(Saved entries)
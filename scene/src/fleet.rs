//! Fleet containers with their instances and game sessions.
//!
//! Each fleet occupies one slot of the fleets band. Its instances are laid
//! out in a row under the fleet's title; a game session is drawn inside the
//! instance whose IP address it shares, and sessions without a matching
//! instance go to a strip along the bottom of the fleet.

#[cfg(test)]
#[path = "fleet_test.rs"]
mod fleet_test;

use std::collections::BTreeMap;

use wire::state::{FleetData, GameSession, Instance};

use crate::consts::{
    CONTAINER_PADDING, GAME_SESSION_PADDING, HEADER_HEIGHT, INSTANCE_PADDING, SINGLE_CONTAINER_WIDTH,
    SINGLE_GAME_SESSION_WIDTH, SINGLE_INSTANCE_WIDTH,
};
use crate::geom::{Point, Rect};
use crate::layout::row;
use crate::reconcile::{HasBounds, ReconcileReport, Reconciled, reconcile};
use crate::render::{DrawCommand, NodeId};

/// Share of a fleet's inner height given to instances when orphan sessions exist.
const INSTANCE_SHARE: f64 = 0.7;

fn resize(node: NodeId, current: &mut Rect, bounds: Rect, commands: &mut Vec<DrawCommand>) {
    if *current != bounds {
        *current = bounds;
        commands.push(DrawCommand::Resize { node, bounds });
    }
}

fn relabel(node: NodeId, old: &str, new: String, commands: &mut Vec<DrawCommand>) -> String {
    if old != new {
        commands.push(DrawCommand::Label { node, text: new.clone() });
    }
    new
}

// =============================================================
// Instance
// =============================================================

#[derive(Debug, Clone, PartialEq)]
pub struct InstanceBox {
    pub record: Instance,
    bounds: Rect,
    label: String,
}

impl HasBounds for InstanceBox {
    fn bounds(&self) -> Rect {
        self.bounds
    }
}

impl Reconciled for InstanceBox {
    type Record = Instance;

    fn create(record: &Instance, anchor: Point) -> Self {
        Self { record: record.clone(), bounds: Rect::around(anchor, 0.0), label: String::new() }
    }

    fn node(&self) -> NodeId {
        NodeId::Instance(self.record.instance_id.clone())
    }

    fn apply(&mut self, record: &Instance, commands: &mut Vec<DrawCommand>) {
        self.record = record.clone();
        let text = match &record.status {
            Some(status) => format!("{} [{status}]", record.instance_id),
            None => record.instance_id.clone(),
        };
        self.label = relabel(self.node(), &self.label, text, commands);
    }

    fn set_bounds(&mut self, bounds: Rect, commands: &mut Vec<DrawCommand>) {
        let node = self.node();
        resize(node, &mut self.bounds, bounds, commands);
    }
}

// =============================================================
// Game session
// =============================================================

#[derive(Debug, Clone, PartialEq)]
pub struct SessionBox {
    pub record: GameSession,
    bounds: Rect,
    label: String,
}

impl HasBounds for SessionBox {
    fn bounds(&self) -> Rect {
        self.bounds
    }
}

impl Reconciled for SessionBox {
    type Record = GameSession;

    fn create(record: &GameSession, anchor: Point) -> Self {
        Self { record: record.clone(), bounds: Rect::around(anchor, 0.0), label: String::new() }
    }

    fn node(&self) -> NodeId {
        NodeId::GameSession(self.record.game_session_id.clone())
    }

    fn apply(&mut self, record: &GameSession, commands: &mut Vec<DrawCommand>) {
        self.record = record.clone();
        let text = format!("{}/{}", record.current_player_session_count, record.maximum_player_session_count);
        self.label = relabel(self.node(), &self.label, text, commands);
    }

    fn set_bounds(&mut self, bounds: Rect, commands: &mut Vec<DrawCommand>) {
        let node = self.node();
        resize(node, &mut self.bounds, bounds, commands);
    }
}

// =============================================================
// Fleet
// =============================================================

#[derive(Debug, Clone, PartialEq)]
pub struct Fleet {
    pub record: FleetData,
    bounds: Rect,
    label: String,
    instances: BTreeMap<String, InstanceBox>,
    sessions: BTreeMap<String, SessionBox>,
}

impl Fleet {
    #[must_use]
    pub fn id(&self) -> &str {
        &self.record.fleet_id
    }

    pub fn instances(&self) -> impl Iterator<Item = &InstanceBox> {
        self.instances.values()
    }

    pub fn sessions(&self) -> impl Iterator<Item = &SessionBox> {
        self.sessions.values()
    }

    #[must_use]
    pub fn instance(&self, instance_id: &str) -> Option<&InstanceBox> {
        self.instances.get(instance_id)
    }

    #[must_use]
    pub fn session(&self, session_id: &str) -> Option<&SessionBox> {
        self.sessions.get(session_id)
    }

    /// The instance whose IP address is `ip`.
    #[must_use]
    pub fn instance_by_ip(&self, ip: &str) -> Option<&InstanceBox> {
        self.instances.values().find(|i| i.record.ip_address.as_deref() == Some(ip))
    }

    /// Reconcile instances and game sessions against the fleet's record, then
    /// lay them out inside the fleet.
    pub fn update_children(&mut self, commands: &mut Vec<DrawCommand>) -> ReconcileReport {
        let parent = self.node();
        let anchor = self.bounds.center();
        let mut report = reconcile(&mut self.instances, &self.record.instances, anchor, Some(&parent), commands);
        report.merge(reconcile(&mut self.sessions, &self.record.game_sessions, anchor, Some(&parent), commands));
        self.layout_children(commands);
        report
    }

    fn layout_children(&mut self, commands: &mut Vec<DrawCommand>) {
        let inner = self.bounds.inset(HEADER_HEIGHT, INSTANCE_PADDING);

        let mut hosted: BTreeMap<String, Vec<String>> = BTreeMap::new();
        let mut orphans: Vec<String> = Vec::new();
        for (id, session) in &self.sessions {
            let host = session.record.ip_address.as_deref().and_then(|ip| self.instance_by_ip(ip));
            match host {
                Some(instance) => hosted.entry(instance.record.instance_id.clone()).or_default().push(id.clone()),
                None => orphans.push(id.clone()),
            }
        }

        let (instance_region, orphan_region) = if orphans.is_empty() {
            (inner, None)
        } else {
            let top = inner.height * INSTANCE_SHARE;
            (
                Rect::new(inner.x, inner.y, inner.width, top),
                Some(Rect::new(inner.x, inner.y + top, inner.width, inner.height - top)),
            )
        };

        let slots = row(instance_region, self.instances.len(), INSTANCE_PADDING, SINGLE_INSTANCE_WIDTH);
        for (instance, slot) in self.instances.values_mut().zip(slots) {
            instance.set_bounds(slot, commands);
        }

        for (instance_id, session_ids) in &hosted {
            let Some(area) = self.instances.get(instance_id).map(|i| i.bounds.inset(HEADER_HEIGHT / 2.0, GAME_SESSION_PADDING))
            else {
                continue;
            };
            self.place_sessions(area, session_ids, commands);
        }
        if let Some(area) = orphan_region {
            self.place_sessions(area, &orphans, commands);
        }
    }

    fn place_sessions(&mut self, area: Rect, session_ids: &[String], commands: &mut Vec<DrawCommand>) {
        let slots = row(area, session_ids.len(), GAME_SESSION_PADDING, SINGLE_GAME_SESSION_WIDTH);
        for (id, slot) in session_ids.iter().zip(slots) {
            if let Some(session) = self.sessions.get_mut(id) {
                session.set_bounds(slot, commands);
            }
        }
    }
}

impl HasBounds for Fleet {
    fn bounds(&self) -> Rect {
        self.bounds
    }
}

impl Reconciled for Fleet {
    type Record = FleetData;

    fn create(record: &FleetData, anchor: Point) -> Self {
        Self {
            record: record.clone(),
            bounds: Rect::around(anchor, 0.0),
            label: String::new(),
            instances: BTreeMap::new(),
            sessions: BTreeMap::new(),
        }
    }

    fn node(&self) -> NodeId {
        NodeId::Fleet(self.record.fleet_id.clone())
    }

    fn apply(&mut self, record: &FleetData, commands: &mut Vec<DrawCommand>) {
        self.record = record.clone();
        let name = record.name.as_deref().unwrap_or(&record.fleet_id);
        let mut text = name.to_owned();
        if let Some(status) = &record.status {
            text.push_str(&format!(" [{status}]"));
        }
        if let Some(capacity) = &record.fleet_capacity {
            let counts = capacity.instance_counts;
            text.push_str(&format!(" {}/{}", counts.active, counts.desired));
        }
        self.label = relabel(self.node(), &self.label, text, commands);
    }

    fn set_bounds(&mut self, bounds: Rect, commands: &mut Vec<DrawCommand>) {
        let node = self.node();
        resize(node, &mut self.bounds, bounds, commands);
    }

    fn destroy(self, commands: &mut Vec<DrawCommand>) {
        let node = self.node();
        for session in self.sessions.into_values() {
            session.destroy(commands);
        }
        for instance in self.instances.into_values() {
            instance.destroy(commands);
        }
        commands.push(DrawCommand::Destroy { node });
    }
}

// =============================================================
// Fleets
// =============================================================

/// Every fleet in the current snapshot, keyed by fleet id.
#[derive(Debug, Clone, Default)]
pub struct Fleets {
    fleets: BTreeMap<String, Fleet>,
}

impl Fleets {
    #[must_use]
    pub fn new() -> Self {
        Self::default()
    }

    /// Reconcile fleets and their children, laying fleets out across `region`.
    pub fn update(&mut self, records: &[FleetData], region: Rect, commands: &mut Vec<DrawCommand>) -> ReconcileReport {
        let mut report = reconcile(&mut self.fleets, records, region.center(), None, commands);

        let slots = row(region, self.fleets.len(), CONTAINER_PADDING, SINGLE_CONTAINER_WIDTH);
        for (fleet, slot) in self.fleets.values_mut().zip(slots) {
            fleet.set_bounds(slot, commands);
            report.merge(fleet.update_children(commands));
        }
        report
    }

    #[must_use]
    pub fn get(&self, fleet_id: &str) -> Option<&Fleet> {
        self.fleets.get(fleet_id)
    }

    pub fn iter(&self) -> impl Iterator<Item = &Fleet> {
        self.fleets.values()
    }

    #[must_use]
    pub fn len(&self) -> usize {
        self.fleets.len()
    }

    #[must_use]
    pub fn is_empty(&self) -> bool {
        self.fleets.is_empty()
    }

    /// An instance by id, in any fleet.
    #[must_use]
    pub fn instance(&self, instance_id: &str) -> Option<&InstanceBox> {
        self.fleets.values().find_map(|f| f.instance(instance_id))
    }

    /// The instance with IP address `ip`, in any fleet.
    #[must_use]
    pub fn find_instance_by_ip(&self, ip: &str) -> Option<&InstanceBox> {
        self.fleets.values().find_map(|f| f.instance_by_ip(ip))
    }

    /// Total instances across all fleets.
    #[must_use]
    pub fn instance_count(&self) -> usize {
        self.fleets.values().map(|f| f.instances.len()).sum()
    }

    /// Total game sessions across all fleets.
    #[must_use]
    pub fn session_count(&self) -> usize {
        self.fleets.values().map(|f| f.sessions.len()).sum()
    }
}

= Exercise prompt =
Go through the records and report each line that contains "format".

= The answer =
            Some(status) => format!("{} [{status}]", record.instance_id),
        let text = format!("{}/{}", record.current_player_session_count, record.maximum_player_session_count);
            text.push_str(&format!(" [{status}]"));
            text.push_str(&format!(" {}/{}", counts.active, counts.desired));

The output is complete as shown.